**PROMPT**
Report, as a bare number, how many lines in the data contain "Every".

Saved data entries
^^^^
//! The versioned world document.
//!
//! A `WorldState` is the complete, immutable snapshot of one game at one
//! tick. Resolution never edits a committed state: it derives a successor
//! (`WorldState::successor`), mutates that draft, and seals it with a
//! content hash. The tile map is shared copy-on-write between a state and
//! its successor until a tile is actually touched.

use crate::{
    attributes::{AttrValue, AttributeMap},
    event::GlobalEvent,
    hex::HexCoord,
    types::{GameId, InteractableId, ItemId, PlayerId, ResourceBag, Tick, UnitId},
};
use serde::{Deserialize, Serialize};
use sha2::{Digest, Sha256};
use std::collections::{BTreeMap, BTreeSet};
use std::sync::Arc;

#[derive(Debug, Clone, Copy, PartialEq, Eq, Hash, PartialOrd, Ord, Serialize, Deserialize)]
#[serde(rename_all = "snake_case")]
pub enum Terrain {
    Plains,
    Forest,
    Mountain,
    Water,
    Desert,
    Swamp,
    Snow,
    Urban,
}

#[derive(Debug, Clone, PartialEq, Eq, Serialize, Deserialize)]
pub struct HexTile {
    pub coord: HexCoord,
    pub terrain: Terrain,
    pub elevation: i32,
    /// Maximum number of units that may stand on this tile.
    pub capacity: u32,
    pub structure: Option<Structure>,
    pub loot: Vec<MapItem>,
    pub interactables: Vec<Interactable>,
    pub effects: Vec<TimedEffect>,
}

impl HexTile {
    pub fn new(coord: HexCoord, terrain: Terrain) -> Self {
        Self {
            coord,
            terrain,
            elevation: 0,
            capacity: 1,
            structure: None,
            loot: Vec::new(),
            interactables: Vec::new(),
            effects: Vec::new(),
        }
    }

    pub fn item(&self, item_id: &str) -> Option<&MapItem> {
        self.loot.iter().find(|i| i.item_id == item_id)
    }

    pub fn interactable(&self, id: &str) -> Option<&Interactable> {
        self.interactables.iter().find(|i| i.id == id)
    }
}

#[derive(Debug, Clone, PartialEq, Eq, Serialize, Deserialize)]
pub struct Structure {
    pub kind: String,
    pub owner: PlayerId,
    pub hp: i32,
    pub progress: u32,
    pub required: u32,
}

impl Structure {
    pub fn is_complete(&self) -> bool {
        self.progress >= self.required
    }
}

/// Ticks loot stays on the map before despawning.
pub const LOOT_LIFETIME: Tick = 40;

#[derive(Debug, Clone, Copy, PartialEq, Eq, Serialize, Deserialize)]
#[serde(rename_all = "snake_case")]
pub enum Rarity {
    Common,
    Uncommon,
    Rare,
    Epic,
    Legendary,
}

#[derive(Debug, Clone, PartialEq, Eq, Serialize, Deserialize)]
pub struct MapItem {
    pub item_id: ItemId,
    pub item_kind: String,
    pub quantity: u32,
    pub rarity: Rarity,
    pub spawned_at: Tick,
    pub despawn_at: Option<Tick>,
}

#[derive(Debug, Clone, Copy, PartialEq, Eq, Serialize, Deserialize)]
#[serde(rename_all = "snake_case")]
pub enum InteractableKind {
    Chest,
    Door,
    Npc,
    Portal,
    Shrine,
    Trap,
    ResourceNode,
    Puzzle,
}

/// What a unit receives from using an interactable.
#[derive(Debug, Clone, PartialEq, Eq, Serialize, Deserialize)]
#[serde(tag = "reward", rename_all = "snake_case")]
pub enum Reward {
    Resources { bag: ResourceBag },
    Heal { amount: i32 },
    Attribute { key: String, value: AttrValue },
    Item { item_kind: String, quantity: u32 },
    /// Timed unit effect; `effect` names the stat it modifies.
    Blessing { effect: String, magnitude: i32, duration: u32 },
}

#[derive(Debug, Clone, PartialEq, Eq, Serialize, Deserialize)]
pub struct Interactable {
    pub id: InteractableId,
    pub kind: InteractableKind,
    /// 0 means unlimited.
    pub max_uses: u32,
    pub uses: u32,
    pub cooldown_ticks: u32,
    pub last_used: Option<Tick>,
    pub reward: Reward,
    /// Every successful use, oldest first.
    #[serde(default)]
    pub interactions: Vec<InteractionRecord>,
}

/// Who used an interactable, and when.
#[derive(Debug, Clone, PartialEq, Eq, Serialize, Deserialize)]
pub struct InteractionRecord {
    pub unit_id: UnitId,
    pub player_id: PlayerId,
    pub tick: Tick,
}

impl Interactable {
    /// Fresh, never used.
    pub fn new(
        id: InteractableId,
        kind: InteractableKind,
        max_uses: u32,
        cooldown_ticks: u32,
        reward: Reward,
    ) -> Self {
        Self {
            id,
            kind,
            max_uses,
            uses: 0,
            cooldown_ticks,
            last_used: None,
            reward,
            interactions: Vec::new(),
        }
    }

    /// Count a use by `unit_id` at `tick`.
    pub fn record_use(&mut self, unit_id: UnitId, player_id: PlayerId, tick: Tick) {
        self.uses += 1;
        self.last_used = Some(tick);
        self.interactions.push(InteractionRecord { unit_id, player_id, tick });
    }

    /// Uses left, `None` when unlimited.
    pub fn remaining_uses(&self) -> Option<u32> {
        (self.max_uses > 0).then(|| self.max_uses.saturating_sub(self.uses))
    }

    pub fn usable_at(&self, tick: Tick) -> bool {
        if self.remaining_uses() == Some(0) {
            return false;
        }
        match self.last_used {
            Some(last) => tick >= last + Tick::from(self.cooldown_ticks),
            None => true,
        }
    }
}

#[derive(Debug, Clone, PartialEq, Eq, Serialize, Deserialize)]
pub struct TimedEffect {
    pub kind: String,
    pub magnitude: i32,
    pub expires_at: Tick,
}

/// Sum of active effects of `kind`.
pub fn effect_bonus(effects: &[TimedEffect], kind: &str) -> i32 {
    effects.iter().filter(|e| e.kind == kind).map(|e| e.magnitude).sum()
}

#[derive(Debug, Clone, Copy, PartialEq, Eq, Serialize, Deserialize)]
#[serde(rename_all = "snake_case")]
pub enum UnitStatus {
    Idle,
    Moving,
    Fighting,
}

#[derive(Debug, Clone, PartialEq, Eq, Serialize, Deserialize)]
pub struct InventoryItem {
    pub item_id: ItemId,
    pub item_kind: String,
    pub quantity: u32,
    pub rarity: Rarity,
    pub acquired_at: Tick,
}

#[derive(Debug, Clone, PartialEq, Eq, Serialize, Deserialize)]
pub struct Unit {
    pub id: UnitId,
    pub owner: PlayerId,
    pub kind: String,
    /// Weak reference to the tile the unit stands on.
    pub position: HexCoord,
    pub hp: i32,
    pub max_hp: i32,
    pub stamina: i32,
    pub max_stamina: i32,
    pub experience: u32,
    pub status: UnitStatus,
    pub inventory: Vec<InventoryItem>,
    pub effects: Vec<TimedEffect>,
    pub attributes: AttributeMap,
}

#[derive(Debug, Clone, Copy, PartialEq, Eq, Serialize, Deserialize)]
#[serde(rename_all = "snake_case")]
pub enum Stance {
    Neutral,
    War,
    Peace,
    Alliance,
}

#[derive(Debug, Clone, PartialEq, Eq, Serialize, Deserialize)]
pub struct Relation {
    pub stance: Stance,
    pub since_tick: Tick,
    /// A treaty this side has offered and the other side has not yet matched.
    pub proposed: Option<Stance>,
}

#[derive(Debug, Clone, PartialEq, Eq, Serialize, Deserialize)]
pub struct ResearchProgress {
    pub tech: String,
    pub progress: u32,
    pub required: u32,
}

#[derive(Debug, Clone, PartialEq, Eq, Serialize, Deserialize)]
pub struct Player {
    pub id: PlayerId,
    pub name: String,
    pub resources: ResourceBag,
    pub researched: BTreeSet<String>,
    pub research: Option<ResearchProgress>,
    pub diplomacy: BTreeMap<PlayerId, Relation>,
    /// Weak references; a listed unit may already be gone.
    pub units: BTreeSet<UnitId>,
    pub active: bool,
    pub score: i64,
}

impl Player {
    pub fn new(id: PlayerId, name: impl Into<String>, resources: ResourceBag) -> Self {
        Self {
            id,
            name: name.into(),
            resources,
            researched: BTreeSet::new(),
            research: None,
            diplomacy: BTreeMap::new(),
            units: BTreeSet::new(),
            active: true,
            score: 0,
        }
    }

    pub fn balance(&self, resource: &str) -> i64 {
        self.resources.get(resource).copied().unwrap_or(0)
    }

    pub fn stance_toward(&self, other: PlayerId) -> Stance {
        self.diplomacy
            .get(&other)
            .map_or(Stance::Neutral, |r| r.stance)
    }

    /// First resource in `cost` the player cannot cover, as
    /// (resource, needed, available).
    pub fn shortfall(&self, cost: &ResourceBag) -> Option<(String, i64, i64)> {
        cost.iter()
            .find(|(res, amount)| self.balance(res) < **amount)
            .map(|(res, amount)| (res.clone(), *amount, self.balance(res)))
    }
}

/// Fires once when the world reaches `at_tick`.
#[derive(Debug, Clone, PartialEq, Eq, Serialize, Deserialize)]
pub struct ScheduledEvent {
    pub at_tick: Tick,
    pub kind: ScheduledKind,
}

#[derive(Debug, Clone, PartialEq, Eq, Serialize, Deserialize)]
#[serde(tag = "kind", rename_all = "snake_case")]
pub enum ScheduledKind {
    /// Every active player receives `amount` of `resource`.
    Windfall { resource: String, amount: i64 },
    SpawnItem { coord: HexCoord, item: MapItem },
    TerrainShift { coord: HexCoord, terrain: Terrain },
}

#[derive(Debug, Clone, Default, PartialEq, Eq, Serialize, Deserialize)]
pub struct TickStats {
    pub active_players: u32,
    pub live_units: u32,
    pub commands_applied: u32,
    pub commands_rejected: u32,
}

#[derive(Debug, Clone, PartialEq, Eq, Serialize, Deserialize)]
pub struct WorldState {
    pub game_id: GameId,
    pub tick: Tick,
    pub seed: u64,
    pub ruleset: String,
    pub tiles: Arc<BTreeMap<HexCoord, HexTile>>,
    pub units: BTreeMap<UnitId, Unit>,
    pub players: BTreeMap<PlayerId, Player>,
    /// Events produced by the transition into this tick.
    pub events: Vec<GlobalEvent>,
    pub scheduled: Vec<ScheduledEvent>,
    pub next_unit_id: UnitId,
    pub stats: TickStats,
    /// SHA-256 of the canonical JSON form with this field excluded.
    #[serde(default)]
    pub content_hash: String,
}

impl WorldState {
    pub fn tile(&self, coord: HexCoord) -> Option<&HexTile> {
        self.tiles.get(&coord)
    }

    /// Copy-on-write access to one tile.
    pub fn tile_mut(&mut self, coord: HexCoord) -> Option<&mut HexTile> {
        Arc::make_mut(&mut self.tiles).get_mut(&coord)
    }

    pub fn unit(&self, id: UnitId) -> Option<&Unit> {
        self.units.get(&id)
    }

    pub fn player(&self, id: PlayerId) -> Option<&Player> {
        self.players.get(&id)
    }

    pub fn units_at(&self, coord: HexCoord) -> impl Iterator<Item = &Unit> {
        self.units.values().filter(move |u| u.position == coord)
    }

    pub fn occupancy(&self) -> BTreeMap<HexCoord, u32> {
        let mut counts = BTreeMap::new();
        for unit in self.units.values() {
            *counts.entry(unit.position).or_insert(0) += 1;
        }
        counts
    }

    /// Effective stance between two players. Relations are kept symmetric
    /// by the resolver, so reading one side is enough.
    pub fn stance(&self, a: PlayerId, b: PlayerId) -> Stance {
        self.player(a).map_or(Stance::Neutral, |p| p.stance_toward(b))
    }

    /// Unsealed draft of the next tick: same entities, tick + 1, empty event
    /// list and statistics.
    pub fn successor(&self) -> WorldState {
        let mut next = self.clone();
        next.tick = self.tick + 1;
        next.events = Vec::new();
        next.stats = TickStats::default();
        next.content_hash = String::new();
        next
    }

    pub fn compute_hash(&self) -> Result<String, serde_json::Error> {
        let mut value = serde_json::to_value(self)?;
        if let Some(map) = value.as_object_mut() {
            map.remove("content_hash");
        }
        let bytes = serde_json::to_vec(&value)?;
        Ok(hex::encode(Sha256::digest(&bytes)))
    }

    /// Finalise a draft by computing and storing its content hash.
    pub fn seal(mut self) -> Result<WorldState, serde_json::Error> {
        self.content_hash = self.compute_hash()?;
        Ok(self)
    }

    pub fn verify_hash(&self) -> Result<bool, serde_json::Error> {
        Ok(!self.content_hash.is_empty() && self.compute_hash()? == self.content_hash)
    }
}

#[cfg(test)]
mod tests {
    use super::*;

    fn tiny_world() -> WorldState {
        let mut tiles = BTreeMap::new();
        for q in 0..3 {
            let c = HexCoord::new(q, 0);
            tiles.insert(c, HexTile::new(c, Terrain::Plains));
        }
        WorldState {
            game_id: "g".into(),
            tick: 0,
            seed: 7,
            ruleset: "v1".into(),
            tiles: Arc::new(tiles),
            units: BTreeMap::new(),
            players: BTreeMap::new(),
            events: Vec::new(),
            scheduled: Vec::new(),
            next_unit_id: 1,
            stats: TickStats::default(),
            content_hash: String::new(),
        }
    }

    #[test]
    fn interaction_history_is_hashed() {
        let at = HexCoord::new(0, 0);
        let mut world = tiny_world();
        world.tile_mut(at).unwrap().interactables.push(Interactable::new(
            "shrine".into(),
            InteractableKind::Shrine,
            0,
            2,
            Reward::Heal { amount: 10 },
        ));
        let untouched = world.clone().seal().unwrap();

        let node = &mut world.tile_mut(at).unwrap().interactables[0];
        node.record_use(4, 1, 3);
        assert_eq!((node.uses, node.last_used), (1, Some(3)));
        assert!(!node.usable_at(4));
        assert!(node.usable_at(5));
        assert_ne!(world.seal().unwrap().content_hash, untouched.content_hash);
    }

    #[test]
    fn hash_is_stable_and_detects_tampering() {
        let sealed = tiny_world().seal().unwrap();
        assert!(sealed.verify_hash().unwrap());
        assert_eq!(sealed.compute_hash().unwrap(), sealed.content_hash);

        let mut tampered = sealed.clone();
        tampered.seed = 8;
        assert!(!tampered.verify_hash().unwrap(), "edited snapshot must fail verification");
    }

    #[test]
    fn successor_shares_tiles_until_written() {
        let base = tiny_world().seal().unwrap();
        let mut next = base.successor();
        assert_eq!(next.tick, 1);
        assert!(Arc::ptr_eq(&base.tiles, &next.tiles));

        next.tile_mut(HexCoord::new(1, 0)).unwrap().terrain = Terrain::Forest;
        assert!(!Arc::ptr_eq(&base.tiles, &next.tiles));
        assert_eq!(base.tile(HexCoord::new(1, 0)).unwrap().terrain, Terrain::Plains);
    }
}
^^^^
**RESULT OF THIS EXERCISE**
2